In contemporary Yemeni literature there is an inclination towards humanist didacticism and education. Humanism as a concept has long been used in the West, and has had different meanings depending on those who have adopted it and the era it was used in. To this end, we must specify its meaning within the context of the literary works discussed in this article.

By humanism I mean placing importance on the individual, removed from any identities added to her or him through socialization and circumstances that have shaped her or his life. In other words: to be humanist is to respect basic human identity regardless of any ethnic or religious affiliations or geographic belongings. It implies also respecting an individual’s attitudes and convictions. Thesehumanist characteristics are manifest in novels through the dialogic and reciprocal behaviors of characters who share emotional values which are related to basic, human, intrinsic and social feelings – values such as love, gratitude, recognition and respect.

By referring to literary didacticism trends, I mean that Yemeni literature in recent decades, especially the novel, has used allegory to instruct the reader. In doing so, Yemeni writers have shown their commitment to the daily concerns of Yemeni citizens; they place their writings in the country’s history and geography. They gave up using abstract metaphors that were dominant in many Arabic literary works during the last two decades of the twentieth century. This indicates that the writers of these texts consider themselves an enlightened elite responsible for resolving Yemen’s existential crisis in their own dialogic way, which is different from religious or political discourses.
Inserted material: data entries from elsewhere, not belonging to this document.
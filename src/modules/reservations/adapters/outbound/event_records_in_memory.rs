use crate::modules::reservations::adapters::outbound::event_records::{
    ConditionalUpdate, EventRecordStore, EventRecordStoreError, MemberRemoval,
};
use crate::modules::reservations::core::record::EventRecord;
use crate::shared::core::primitives::{EventId, UserId};
use std::collections::HashMap;
use std::sync::Arc;
use std::sync::atomic::{AtomicU32, AtomicU64, Ordering};
use std::time::Duration;
use tokio::sync::{Mutex, RwLock};

// A slot is emptied when its event is deleted, so an operation that grabbed
// the slot before the delete observes the deletion instead of a detached record.
type Slot = Arc<Mutex<Option<EventRecord>>>;

/// In-memory event record store.
///
/// Each record sits behind its own mutex, which is the serialisation point for
/// the conditional update. Operations on different events never contend.
#[derive(Default)]
pub struct InMemoryEventRecordStore {
    records: RwLock<HashMap<EventId, Slot>>,
    is_offline: bool,
    delayed_responses: AtomicU32,
    response_delay_ms: AtomicU64,
    calls_before_failure: AtomicU32,
    failing_calls: AtomicU32,
}

impl InMemoryEventRecordStore {
    pub fn new() -> Self {
        Self::default()
    }

    pub fn toggle_offline(&mut self) {
        self.is_offline = !self.is_offline;
    }

    /// Delays the acknowledgement of the next `times` mutations by `delay_ms`.
    /// The mutation itself is applied before the delay starts.
    pub fn delay_next_responses(&self, times: u32, delay_ms: u64) {
        self.response_delay_ms.store(delay_ms, Ordering::SeqCst);
        self.delayed_responses.store(times, Ordering::SeqCst);
    }

    /// Lets `skip` calls through, then fails the following `times` calls as
    /// if the backend were unreachable.
    pub fn fail_calls_after(&self, skip: u32, times: u32) {
        self.calls_before_failure.store(skip, Ordering::SeqCst);
        self.failing_calls.store(times, Ordering::SeqCst);
    }

    fn take_injected_failure(&self) -> bool {
        if self.failing_calls.load(Ordering::SeqCst) == 0 {
            return false;
        }
        let skipped = self
            .calls_before_failure
            .fetch_update(Ordering::SeqCst, Ordering::SeqCst, |n| n.checked_sub(1))
            .is_ok();
        !skipped
            && self
                .failing_calls
                .fetch_update(Ordering::SeqCst, Ordering::SeqCst, |n| n.checked_sub(1))
                .is_ok()
    }

    fn ensure_online(&self) -> Result<(), EventRecordStoreError> {
        if self.is_offline || self.take_injected_failure() {
            return Err(EventRecordStoreError::Backend("Event record store offline".into()));
        }
        Ok(())
    }

    async fn slot(&self, event_id: &EventId) -> Option<Slot> {
        self.records.read().await.get(event_id).cloned()
    }

    async fn acknowledge(&self) {
        let delayed = self
            .delayed_responses
            .fetch_update(Ordering::SeqCst, Ordering::SeqCst, |n| n.checked_sub(1))
            .is_ok();
        if delayed {
            let ms = self.response_delay_ms.load(Ordering::SeqCst);
            tokio::time::sleep(Duration::from_millis(ms)).await;
        }
    }
}

#[async_trait::async_trait]
impl EventRecordStore for InMemoryEventRecordStore {
    async fn insert(&self, record: EventRecord) -> Result<(), EventRecordStoreError> {
        self.ensure_online()?;
        let mut guard = self.records.write().await;
        if guard.contains_key(&record.event_id) {
            return Err(EventRecordStoreError::AlreadyExists(record.event_id.to_string()));
        }
        guard.insert(record.event_id.clone(), Arc::new(Mutex::new(Some(record))));
        Ok(())
    }

    async fn find(&self, event_id: &EventId) -> Result<Option<EventRecord>, EventRecordStoreError> {
        self.ensure_online()?;
        let Some(slot) = self.slot(event_id).await else {
            return Ok(None);
        };
        let record = slot.lock().await.clone();
        Ok(record)
    }

    async fn admit_if_open(
        &self,
        event_id: &EventId,
        user_id: &UserId,
    ) -> Result<ConditionalUpdate, EventRecordStoreError> {
        self.ensure_online()?;
        let Some(slot) = self.slot(event_id).await else {
            return Ok(ConditionalUpdate::NotApplied);
        };
        let outcome = {
            let mut guard = slot.lock().await;
            match guard.as_mut() {
                Some(record) => {
                    if record.admit(user_id) {
                        ConditionalUpdate::Applied(record.clone())
                    } else {
                        ConditionalUpdate::NotApplied
                    }
                }
                None => ConditionalUpdate::NotApplied,
            }
        };
        if matches!(outcome, ConditionalUpdate::Applied(_)) {
            self.acknowledge().await;
        }
        Ok(outcome)
    }

    async fn remove_member(
        &self,
        event_id: &EventId,
        user_id: &UserId,
    ) -> Result<Option<MemberRemoval>, EventRecordStoreError> {
        self.ensure_online()?;
        let Some(slot) = self.slot(event_id).await else {
            return Ok(None);
        };
        let removal = {
            let mut guard = slot.lock().await;
            guard.as_mut().map(|record| {
                let was_member = record.release(user_id);
                MemberRemoval {
                    record: record.clone(),
                    was_member,
                }
            })
        };
        if removal.is_some() {
            self.acknowledge().await;
        }
        Ok(removal)
    }

    async fn delete(&self, event_id: &EventId) -> Result<bool, EventRecordStoreError> {
        self.ensure_online()?;
        let removed = self.records.write().await.remove(event_id);
        match removed {
            Some(slot) => {
                slot.lock().await.take();
                Ok(true)
            }
            None => Ok(false),
        }
    }
}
In other words, the narrative way is dialogic and democratic, it is not dichotomist. The existential crisis refers here to the suffering that has accompanied successive Yemeni regimes since the founding of the two Yemeni Republics, South and North, at the end 1960s. Through this approach to literature and its role in Yemeni life, authors can address problems of an existential nature; and by extension, issues of identity, history and nationhood.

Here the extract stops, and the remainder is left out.